To have a healthy bone mass and to prevent conditions like osteoporosis it is important to eat healthy. Here are a few tips:
- Boost calcium consumption: Calcium is an essential mineral for the proper development of teeth and bones. Dairy products that include yogurt, cheese, milk and green leafy vegetables like spinach and collard greens are a great source of calcium.
- Get some sunshine: Including only calcium rich food will not help improve bone density as the body won’t absorb the calcium until and unless you have enough Vitamin D.
Sunlight is the best and natural source of vitamin D - also called the 'sunshine vitamin' since it s formed in the skin through exposure to ultraviolet rays from the sun. Around 15 minutes of sun exposure is enough to provide the required amount of vitamin D.
One can even boost Vitamin D by eating sea foods like shrimp, sardines, tuna, salmon; fortified cereals and egg yolks.
- Keep a check on protein intake: Too much of anything is not good. And this holds true for protein as well, which otherwise plays an important role in building healthy and strong bones. Excess of protein changes the pH balance in the body. This creates an acidic environment which can result in bone loss.

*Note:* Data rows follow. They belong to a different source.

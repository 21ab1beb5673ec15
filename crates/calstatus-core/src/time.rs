//! Time types for calendar events.
//!
//! This module provides [`EventTime`] for event start/end values (either a
//! concrete instant or an all-day date), [`DisplayZone`] for the timezone used
//! to render times and compute day boundaries, and [`TimeWindow`] for API
//! query ranges.

use std::fmt;
use std::str::FromStr;

use chrono::{DateTime, Duration, Local, NaiveDate, NaiveDateTime, NaiveTime, TimeZone, Utc};
use chrono_tz::Tz;
use serde::{Deserialize, Serialize};
use thiserror::Error;

/// The start or end of a calendar event.
///
/// - **DateTime**: a specific instant, stored in UTC
/// - **AllDay**: a date without a time of day
#[derive(Debug, Clone, Copy, PartialEq, Eq, Serialize, Deserialize)]
#[serde(tag = "type", content = "value")]
pub enum EventTime {
    /// A specific instant, stored in UTC.
    DateTime(DateTime<Utc>),
    /// An all-day date.
    AllDay(NaiveDate),
}

impl EventTime {
    /// Creates an `EventTime::DateTime` from a UTC instant.
    pub fn from_utc(dt: DateTime<Utc>) -> Self {
        Self::DateTime(dt)
    }

    /// Creates an `EventTime::AllDay` from a date.
    pub fn from_date(date: NaiveDate) -> Self {
        Self::AllDay(date)
    }

    /// Returns `true` if this is an all-day date.
    pub fn is_all_day(&self) -> bool {
        matches!(self, Self::AllDay(_))
    }

    /// Returns the instant if this is a `DateTime`.
    pub fn as_datetime(&self) -> Option<DateTime<Utc>> {
        match self {
            Self::DateTime(dt) => Some(*dt),
            Self::AllDay(_) => None,
        }
    }

    /// Returns the calendar date of this time as seen in `zone`.
    pub fn local_date(&self, zone: DisplayZone) -> NaiveDate {
        match self {
            Self::DateTime(dt) => zone.local_date(*dt),
            Self::AllDay(date) => *date,
        }
    }

    /// Returns a comparable instant.
    ///
    /// All-day dates map to local midnight in `zone`.
    pub fn instant(&self, zone: DisplayZone) -> DateTime<Utc> {
        match self {
            Self::DateTime(dt) => *dt,
            Self::AllDay(date) => zone.start_of_day(*date),
        }
    }
}

/// Error returned when a timezone name is not a known IANA identifier.
#[derive(Debug, Clone, PartialEq, Eq, Error)]
#[error("unknown timezone: {0}")]
pub struct UnknownZone(pub String);

/// The timezone used for local rendering and day boundaries.
#[derive(Debug, Clone, Copy, PartialEq, Eq, Default)]
pub enum DisplayZone {
    /// The system local timezone.
    #[default]
    Local,
    /// A named IANA timezone.
    Named(Tz),
}

impl DisplayZone {
    /// UTC, mostly useful in tests.
    pub const UTC: Self = Self::Named(Tz::UTC);

    /// Looks up an IANA timezone by name.
    pub fn from_name(name: &str) -> Result<Self, UnknownZone> {
        name.parse::<Tz>()
            .map(Self::Named)
            .map_err(|_| UnknownZone(name.to_string()))
    }

    /// Returns the local date of an instant.
    pub fn local_date(&self, dt: DateTime<Utc>) -> NaiveDate {
        self.local_naive(dt).date()
    }

    /// Returns the local time of day of an instant.
    pub fn local_time(&self, dt: DateTime<Utc>) -> NaiveTime {
        self.local_naive(dt).time()
    }

    /// Returns the local wall-clock value of an instant.
    pub fn local_naive(&self, dt: DateTime<Utc>) -> NaiveDateTime {
        match self {
            Self::Local => dt.with_timezone(&Local).naive_local(),
            Self::Named(tz) => dt.with_timezone(tz).naive_local(),
        }
    }

    /// Resolves a wall-clock value in this zone to a UTC instant.
    ///
    /// Ambiguous values (DST fall-back) resolve to the earlier instant;
    /// values inside a DST gap are shifted forward by one hour.
    pub fn resolve(&self, naive: NaiveDateTime) -> DateTime<Utc> {
        match self {
            Self::Local => resolve_in(&Local, naive),
            Self::Named(tz) => resolve_in(tz, naive),
        }
    }

    /// Returns local midnight of `date` as a UTC instant.
    pub fn start_of_day(&self, date: NaiveDate) -> DateTime<Utc> {
        self.resolve(date.and_time(NaiveTime::MIN))
    }
}

fn resolve_in<Z: TimeZone>(tz: &Z, naive: NaiveDateTime) -> DateTime<Utc> {
    tz.from_local_datetime(&naive)
        .earliest()
        .or_else(|| tz.from_local_datetime(&(naive + Duration::hours(1))).earliest())
        .map(|dt| dt.with_timezone(&Utc))
        .unwrap_or_else(|| naive.and_utc())
}

impl FromStr for DisplayZone {
    type Err = UnknownZone;

    fn from_str(s: &str) -> Result<Self, Self::Err> {
        if s.eq_ignore_ascii_case("local") {
            Ok(Self::Local)
        } else {
            Self::from_name(s)
        }
    }
}

impl fmt::Display for DisplayZone {
    fn fmt(&self, f: &mut fmt::Formatter<'_>) -> fmt::Result {
        match self {
            Self::Local => f.write_str("local"),
            Self::Named(tz) => f.write_str(tz.name()),
        }
    }
}

/// A half-open query range `[start, end)` in UTC.
#[derive(Debug, Clone, Copy, PartialEq, Eq, Serialize, Deserialize)]
pub struct TimeWindow {
    /// Start of the window (inclusive).
    pub start: DateTime<Utc>,
    /// End of the window (exclusive).
    pub end: DateTime<Utc>,
}

impl TimeWindow {
    /// Creates a new time window. `end` is clamped so it never precedes `start`.
    pub fn new(start: DateTime<Utc>, end: DateTime<Utc>) -> Self {
        Self {
            start,
            end: end.max(start),
        }
    }

    /// Creates a window starting at `start` and lasting `duration`.
    pub fn from_duration(start: DateTime<Utc>, duration: Duration) -> Self {
        Self::new(start, start + duration)
    }

    /// Creates the window covering one local day in `zone`.
    pub fn for_date(date: NaiveDate, zone: DisplayZone) -> Self {
        let next = date.succ_opt().unwrap_or(date);
        Self::new(zone.start_of_day(date), zone.start_of_day(next))
    }

    /// Returns the duration of this window.
    pub fn duration(&self) -> Duration {
        self.end - self.start
    }

    /// Checks if an instant falls within `[start, end)`.
    pub fn contains(&self, dt: DateTime<Utc>) -> bool {
        self.start <= dt && dt < self.end
    }
}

- Cut back on salt: Most of us consume much more than the recommended 2300 milligrams of sodium per day. A high intake of sodium means, more calcium is wasted through urine and sweat. Excessive sodium intake is also a risk factor for bone fragility.
- Go easy on caffeine, soda: Too much of caffeine can interfere with the body`s ability to absorb calcium. The more caffeine you consume, higher is the amount of calcium pulled into the urine. Phosphorus, in the form of flavouring agent phosphoric acid in soda also interferes with calcium absorption. Hence, moderation is the key.